Lublin Voivodeship borders Subcarpathian Voivodeship to the south, Świętokrzyskie Voivodeship to the south-west, Masovian Voivodeship to the west and north, Podlaskie Voivodeship along a short boundary to the north, Belarus (Brest Region) and Ukraine (Lviv Oblast and Volyn Oblasts) to the east. The region's population as of 2019 was 2,112,216. It covers an area of .

History 
The Polish historical region that encompasses Lublin, and approximates Lublin Voivodeship as it was before the Partitions of Poland, is known as Lubelszczyzna. Provinces centred on Lublin have existed throughout much of Poland's history; for details see the section below on Previous Lublin Voivodeships.

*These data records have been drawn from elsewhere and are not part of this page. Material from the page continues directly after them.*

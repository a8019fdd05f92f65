//! A cadence session over an externally timestamped stream.
//!
//! Recorded and piped streams carry their own capture times, which need not
//! be anywhere near the wall clock. The session defers building the engine
//! until the first sample arrives and stamps the seed window with that
//! sample's timestamp, so the first analysis cycles see a forward-moving
//! window instead of one that starts in the future.

use crate::collector::types::SampleRecord;
use crate::config::EngineConfig;
use crate::core::engine::{CadenceEngine, CadenceEstimate, RecordOutcome};
use crate::core::error::EngineError;
use crate::core::shared::SharedCadenceEngine;
use crate::stats::{create_shared_log, CadenceSummary, SharedSessionLog};

/// Engine, counters and estimate history for one stream.
pub struct CadenceSession {
    config: EngineConfig,
    engine: Option<SharedCadenceEngine>,
    log: SharedSessionLog,
    estimates: Vec<f32>,
}

impl CadenceSession {
    /// Validate `config` up front; the engine itself is built on the first sample.
    pub fn new(config: EngineConfig) -> Result<Self, EngineError> {
        config.validate()?;
        Ok(Self {
            config,
            engine: None,
            log: create_shared_log(),
            estimates: Vec::new(),
        })
    }

    /// Record one sample, anchoring the seed window on the first call.
    pub fn record_sample(&mut self, sample: SampleRecord) -> Result<RecordOutcome, EngineError> {
        let engine = match self.engine.clone() {
            Some(engine) => engine,
            None => {
                let engine = SharedCadenceEngine::from_engine(CadenceEngine::with_origin(
                    self.config.clone(),
                    sample.timestamp,
                )?);
                tracing::debug!(origin = sample.timestamp, "seed window anchored");
                self.engine = Some(engine.clone());
                engine
            }
        };

        match engine.record_sample(sample) {
            Ok(outcome) => {
                self.log.record_outcome(&outcome);
                if let Some(estimate) = outcome.estimate() {
                    self.estimates.push(estimate.frequency_hz);
                }
                Ok(outcome)
            }
            Err(e) => {
                self.log.record_invariant_violation();
                Err(e)
            }
        }
    }

    /// The engine handle, once the first sample has been recorded.
    pub fn engine(&self) -> Option<&SharedCadenceEngine> {
        self.engine.as_ref()
    }

    pub fn latest(&self) -> Option<CadenceEstimate> {
        self.engine.as_ref().and_then(|e| e.latest())
    }

    pub fn log(&self) -> &SharedSessionLog {
        &self.log
    }

    /// Every estimate emitted so far, in Hz.
    pub fn estimates(&self) -> &[f32] {
        &self.estimates
    }

    pub fn summary(&self) -> Option<CadenceSummary> {
        CadenceSummary::from_estimates(&self.estimates)
    }
}
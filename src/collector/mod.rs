//! Sample ingest for the cadence engine.
//!
//! This module provides the sample record shared by every part of the crate,
//! input decimation, and a collector that replays recorded accelerometer
//! streams over a channel.

pub mod replay;
pub mod stride;
pub mod types;

// Re-export commonly used types
pub use replay::{parse_line, CollectorError, ReplayCollector, StreamFormat};
pub use stride::InputStride;
pub use types::{now_millis, Axis, SampleRecord};
//! Per-session processing counters.

use crate::core::engine::RecordOutcome;
use chrono::{DateTime, Utc};
use serde::{Deserialize, Serialize};
use std::sync::atomic::{AtomicU64, Ordering};
use std::sync::Arc;
use uuid::Uuid;

/// Counters for the current session.
#[derive(Debug)]
pub struct SessionLog {
    /// Unique id for this session
    session_id: Uuid,
    /// Number of samples handed to the engine
    samples_recorded: AtomicU64,
    /// Number of analysis cycles run
    analysis_cycles: AtomicU64,
    /// Number of cycles that produced an estimate
    estimates_emitted: AtomicU64,
    /// Number of cycles without a confident estimate
    no_estimate_cycles: AtomicU64,
    /// Number of storage compactions
    compactions: AtomicU64,
    /// Number of invariant violations surfaced by the engine
    invariant_violations: AtomicU64,
    /// Session start time
    session_start: DateTime<Utc>,
}

impl SessionLog {
    /// Create a new session log.
    pub fn new() -> Self {
        Self {
            session_id: Uuid::new_v4(),
            samples_recorded: AtomicU64::new(0),
            analysis_cycles: AtomicU64::new(0),
            estimates_emitted: AtomicU64::new(0),
            no_estimate_cycles: AtomicU64::new(0),
            compactions: AtomicU64::new(0),
            invariant_violations: AtomicU64::new(0),
            session_start: Utc::now(),
        }
    }

    pub fn session_id(&self) -> Uuid {
        self.session_id
    }

    /// Count one recorded sample and whatever its outcome implies.
    pub fn record_outcome(&self, outcome: &RecordOutcome) {
        self.samples_recorded.fetch_add(1, Ordering::Relaxed);

        match outcome {
            RecordOutcome::Pending => return,
            RecordOutcome::Estimate { .. } => {
                self.estimates_emitted.fetch_add(1, Ordering::Relaxed);
            }
            RecordOutcome::NoEstimate { .. } => {
                self.no_estimate_cycles.fetch_add(1, Ordering::Relaxed);
            }
        }

        self.analysis_cycles.fetch_add(1, Ordering::Relaxed);
        if outcome.compacted() {
            self.compactions.fetch_add(1, Ordering::Relaxed);
        }
    }

    /// Count a sample whose `record` call failed with an invariant violation.
    pub fn record_invariant_violation(&self) {
        self.samples_recorded.fetch_add(1, Ordering::Relaxed);
        self.invariant_violations.fetch_add(1, Ordering::Relaxed);
    }

    /// Get the current statistics.
    pub fn stats(&self) -> SessionStats {
        SessionStats {
            session_id: self.session_id,
            samples_recorded: self.samples_recorded.load(Ordering::Relaxed),
            analysis_cycles: self.analysis_cycles.load(Ordering::Relaxed),
            estimates_emitted: self.estimates_emitted.load(Ordering::Relaxed),
            no_estimate_cycles: self.no_estimate_cycles.load(Ordering::Relaxed),
            compactions: self.compactions.load(Ordering::Relaxed),
            invariant_violations: self.invariant_violations.load(Ordering::Relaxed),
            session_start: self.session_start,
            session_duration_secs: (Utc::now() - self.session_start).num_seconds().max(0) as u64,
        }
    }

    /// Get a summary string for display.
    pub fn summary(&self) -> String {
        let stats = self.stats();
        format!(
            "Session Statistics ({}):\n\
             - Samples recorded: {}\n\
             - Analysis cycles: {}\n\
             - Estimates emitted: {}\n\
             - Cycles without estimate: {}\n\
             - Storage compactions: {}\n\
             - Invariant violations: {}\n\
             - Session duration: {} seconds",
            stats.session_id,
            stats.samples_recorded,
            stats.analysis_cycles,
            stats.estimates_emitted,
            stats.no_estimate_cycles,
            stats.compactions,
            stats.invariant_violations,
            stats.session_duration_secs
        )
    }

    /// Reset all counters.
    pub fn reset(&self) {
        self.samples_recorded.store(0, Ordering::Relaxed);
        self.analysis_cycles.store(0, Ordering::Relaxed);
        self.estimates_emitted.store(0, Ordering::Relaxed);
        self.no_estimate_cycles.store(0, Ordering::Relaxed);
        self.compactions.store(0, Ordering::Relaxed);
        self.invariant_violations.store(0, Ordering::Relaxed);
    }
}

impl Default for SessionLog {
    fn default() -> Self {
        Self::new()
    }
}

/// Snapshot of session statistics.
#[derive(Debug, Clone, Serialize, Deserialize)]
pub struct SessionStats {
    pub session_id: Uuid,
    pub samples_recorded: u64,
    pub analysis_cycles: u64,
    pub estimates_emitted: u64,
    pub no_estimate_cycles: u64,
    pub compactions: u64,
    pub invariant_violations: u64,
    pub session_start: DateTime<Utc>,
    pub session_duration_secs: u64,
}

/// Thread-safe shared session log.
pub type SharedSessionLog = Arc<SessionLog>;

/// Create a new shared session log.
pub fn create_shared_log() -> SharedSessionLog {
    Arc::new(SessionLog::new())
}
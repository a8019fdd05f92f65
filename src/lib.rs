//! Cadence Engine - step-rate estimation from tri-axial accelerometer streams.
//!
//! This library turns a continuous stream of accelerometer samples into a
//! running estimate of the dominant periodic motion (walking or running
//! cadence), using fixed memory and a periodic spectral analysis.
//!
//! # Architecture
//!
//! ```text
//! ┌─────────────────────────────────────────────────────────────┐
//! │                       Cadence Engine                         │
//! ├─────────────────────────────────────────────────────────────┤
//! │  ┌─────────────┐   ┌─────────────┐   ┌─────────────┐       │
//! │  │  Collector  │──▶│ Ring Store  │──▶│  Spectral   │       │
//! │  │  (replay)   │   │ (W x H)     │   │  (per axis) │       │
//! │  └─────────────┘   └─────────────┘   └─────────────┘       │
//! │         │                                    │              │
//! │         ▼                                    ▼              │
//! │  ┌─────────────┐                     ┌─────────────┐       │
//! │  │  Session    │◀────────────────────│    Axis     │       │
//! │  │   Stats     │                     │   Arbiter   │       │
//! │  └─────────────┘                     └─────────────┘       │
//! └─────────────────────────────────────────────────────────────┘
//! ```
//!
//! # Example
//!
//! ```no_run
//! use cadence_engine::{CadenceEngine, EngineConfig};
//!
//! let mut engine = CadenceEngine::new(EngineConfig::default()).expect("valid config");
//!
//! // Feed samples as they arrive; every `update_frequency` calls may yield Hz.
//! if let Some(hz) = engine.record(0.1, 9.7, 0.3, None).expect("consistent store") {
//!     println!("cadence: {:.1} steps/min", cadence_engine::hz_to_bpm(hz));
//! }
//! ```

pub mod collector;
pub mod config;
pub mod core;
pub mod stats;

// Re-export key types at crate root for convenience
pub use collector::{Axis, CollectorError, InputStride, ReplayCollector, SampleRecord, StreamFormat};
pub use config::{Config, ConfigError, EngineConfig};
pub use core::{
    CadenceEngine, CadenceEstimate, CadenceSession, EngineError, NoEstimateReason, RecordOutcome,
    SharedCadenceEngine,
};
pub use stats::{CadenceSummary, SessionLog, SessionStats, SharedSessionLog};

/// Library version.
pub const VERSION: &str = env!("CARGO_PKG_VERSION");

/// Convert a frequency in Hz to events per minute.
pub fn hz_to_bpm(hz: f32) -> f32 {
    hz * 60.0
}

/// Convert events per minute to a frequency in Hz.
pub fn bpm_to_hz(bpm: f32) -> f32 {
    bpm / 60.0
}

#[cfg(test)]
mod tests {
    use super::*;

    #[test]
    fn test_bpm_conversion() {
        assert_eq!(hz_to_bpm(2.0), 120.0);
        assert!((bpm_to_hz(40.0) - 0.6667).abs() < 1e-3);
        assert!((bpm_to_hz(hz_to_bpm(3.3)) - 3.3).abs() < 1e-5);
    }
}
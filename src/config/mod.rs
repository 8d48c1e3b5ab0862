//! Configuration management for the fan-out hub
//!
//! Precedence: environment > TOML file > defaults. CLI flags are applied on
//! top by the binary.

pub mod file;

use std::path::{Path, PathBuf};
use std::time::Duration;

use crate::assemble::ResponseShape;
use crate::dispatch::Extraction;
use crate::nodes::RowPolicy;
use crate::{Error, Result};

use self::file::HubConfigFile;

/// Default API server port
pub const DEFAULT_PORT: u16 = 8080;

/// Default node source path, relative to the working directory
pub const DEFAULT_NODES_PATH: &str = "node.csv";

/// Hub configuration
#[derive(Debug, Clone, PartialEq, Eq)]
pub struct Config {
    /// Hub identifier, served verbatim on the info endpoint
    pub hub: String,

    /// Port to listen on
    pub port: u16,

    /// Node source, re-read on every query
    pub nodes_path: PathBuf,

    /// Field-level parse policy for the node source
    pub row_policy: RowPolicy,

    /// How node bodies become payloads
    pub extraction: Extraction,

    /// Response contract served to callers
    pub shape: ResponseShape,

    /// Overall deadline for one query; `None` waits for every node's own timeout
    pub request_deadline: Option<Duration>,
}

impl Default for Config {
    fn default() -> Self {
        Self {
            hub: String::new(),
            port: DEFAULT_PORT,
            nodes_path: PathBuf::from(DEFAULT_NODES_PATH),
            row_policy: RowPolicy::default(),
            extraction: Extraction::default(),
            shape: ResponseShape::default(),
            request_deadline: None,
        }
    }
}

impl Config {
    /// Load configuration from the environment and the TOML file
    ///
    /// `config_path` overrides the standard config file location.
    ///
    /// # Errors
    ///
    /// Returns error if an environment variable holds an invalid value
    pub fn load(config_path: Option<&Path>) -> Result<Self> {
        let fc = file::load_config_file(config_path);
        Self::resolve(fc, |key| std::env::var(key).ok())
    }

    /// Merge a parsed config file with values from `env`
    ///
    /// # Errors
    ///
    /// Returns error if an environment value cannot be parsed
    pub fn resolve(fc: HubConfigFile, env: impl Fn(&str) -> Option<String>) -> Result<Self> {
        let defaults = Self::default();

        let port = match env("HUB_PORT").or_else(|| env("PORT")) {
            Some(raw) => parse_env("PORT", &raw)?,
            None => fc.server.port.unwrap_or(defaults.port),
        };

        let row_policy = match env("HUB_ROW_POLICY") {
            Some(raw) => parse_env("HUB_ROW_POLICY", &raw)?,
            None => fc.nodes.row_policy.unwrap_or(defaults.row_policy),
        };

        let extraction = match env("HUB_EXTRACTION") {
            Some(raw) => parse_env("HUB_EXTRACTION", &raw)?,
            None => fc.dispatch.extraction.unwrap_or(defaults.extraction),
        };

        let shape = match env("HUB_RESPONSE_SHAPE") {
            Some(raw) => parse_env("HUB_RESPONSE_SHAPE", &raw)?,
            None => fc.response.shape.unwrap_or(defaults.shape),
        };

        let deadline_secs = match env("HUB_REQUEST_DEADLINE_SECS") {
            Some(raw) => Some(parse_env::<u64>("HUB_REQUEST_DEADLINE_SECS", &raw)?),
            None => fc.dispatch.request_deadline_secs,
        };

        Ok(Self {
            hub: env("HUB").or(fc.hub).unwrap_or(defaults.hub),
            port,
            nodes_path: env("HUB_NODES_FILE")
                .or(fc.nodes.path)
                .map_or(defaults.nodes_path, PathBuf::from),
            row_policy,
            extraction,
            shape,
            request_deadline: deadline_secs.filter(|s| *s > 0).map(Duration::from_secs),
        })
    }
}

fn parse_env<T>(key: &str, raw: &str) -> Result<T>
where
    T: std::str::FromStr,
    T::Err: std::fmt::Display,
{
    raw.trim()
        .parse()
        .map_err(|e| Error::Config(format!("invalid {key} '{raw}': {e}")))
}

#[cfg(test)]
mod tests {
    use std::collections::HashMap;

    use super::*;

    fn env_of(pairs: &[(&str, &str)]) -> impl Fn(&str) -> Option<String> {
        let map: HashMap<String, String> = pairs
            .iter()
            .map(|(k, v)| ((*k).to_string(), (*v).to_string()))
            .collect();
        move |key: &str| map.get(key).cloned()
    }

    #[test]
    fn defaults_without_sources() {
        let config = Config::resolve(HubConfigFile::default(), env_of(&[])).unwrap();
        assert_eq!(config, Config::default());
    }

    #[test]
    fn env_overrides_file() {
        let fc = file::parse_config_file(
            "hub = \"from-file\"\n[server]\nport = 9000\n[response]\nshape = \"per_node\"\n",
        )
        .unwrap();

        let config = Config::resolve(
            fc,
            env_of(&[("HUB", "from-env"), ("PORT", "7000"), ("HUB_NODES_FILE", "/tmp/n.csv")]),
        )
        .unwrap();

        assert_eq!(config.hub, "from-env");
        assert_eq!(config.port, 7000);
        assert_eq!(config.nodes_path, PathBuf::from("/tmp/n.csv"));
        assert_eq!(config.shape, ResponseShape::PerNode);
    }

    #[test]
    fn hub_port_wins_over_port() {
        let config = Config::resolve(
            HubConfigFile::default(),
            env_of(&[("HUB_PORT", "7100"), ("PORT", "7000")]),
        )
        .unwrap();
        assert_eq!(config.port, 7100);
    }

    #[test]
    fn invalid_env_value_is_config_error() {
        let err = Config::resolve(HubConfigFile::default(), env_of(&[("PORT", "eighty")]))
            .unwrap_err();
        assert!(matches!(err, Error::Config(_)));

        let err = Config::resolve(
            HubConfigFile::default(),
            env_of(&[("HUB_ROW_POLICY", "sloppy")]),
        )
        .unwrap_err();
        assert!(matches!(err, Error::Config(_)));
    }

    #[test]
    fn zero_deadline_means_none() {
        let config = Config::resolve(
            HubConfigFile::default(),
            env_of(&[("HUB_REQUEST_DEADLINE_SECS", "0")]),
        )
        .unwrap();
        assert_eq!(config.request_deadline, None);

        let config = Config::resolve(
            HubConfigFile::default(),
            env_of(&[("HUB_REQUEST_DEADLINE_SECS", "5"), ("HUB_EXTRACTION", "raw")]),
        )
        .unwrap();
        assert_eq!(config.request_deadline, Some(Duration::from_secs(5)));
        assert_eq!(config.extraction, Extraction::Raw);
    }
}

The region was, before World War II, one of the world's leading centres of Judaism. Before the middle of the 16th century, there were few Jews in the area, concentrated in Lublin, Kazimierz Dolny, and perhaps Chełm; but the founding of new private towns led to a large movement of Jews into the region to develop trade and services. Since these new towns competed with the existing towns for business, there followed a low-intensity, long-lasting feeling of resentment, with failed attempts to limit the Jewish immigration. The Jews tended to settle mostly in the cities and towns, with only individual families setting up businesses in the rural regions; this urban/rural division became another factor feeding resentment of the newly arrived economic competitors. By the middle of the 18th century, Jews were a significant part of the population in Kraśnik, Lubartów and Łęczna.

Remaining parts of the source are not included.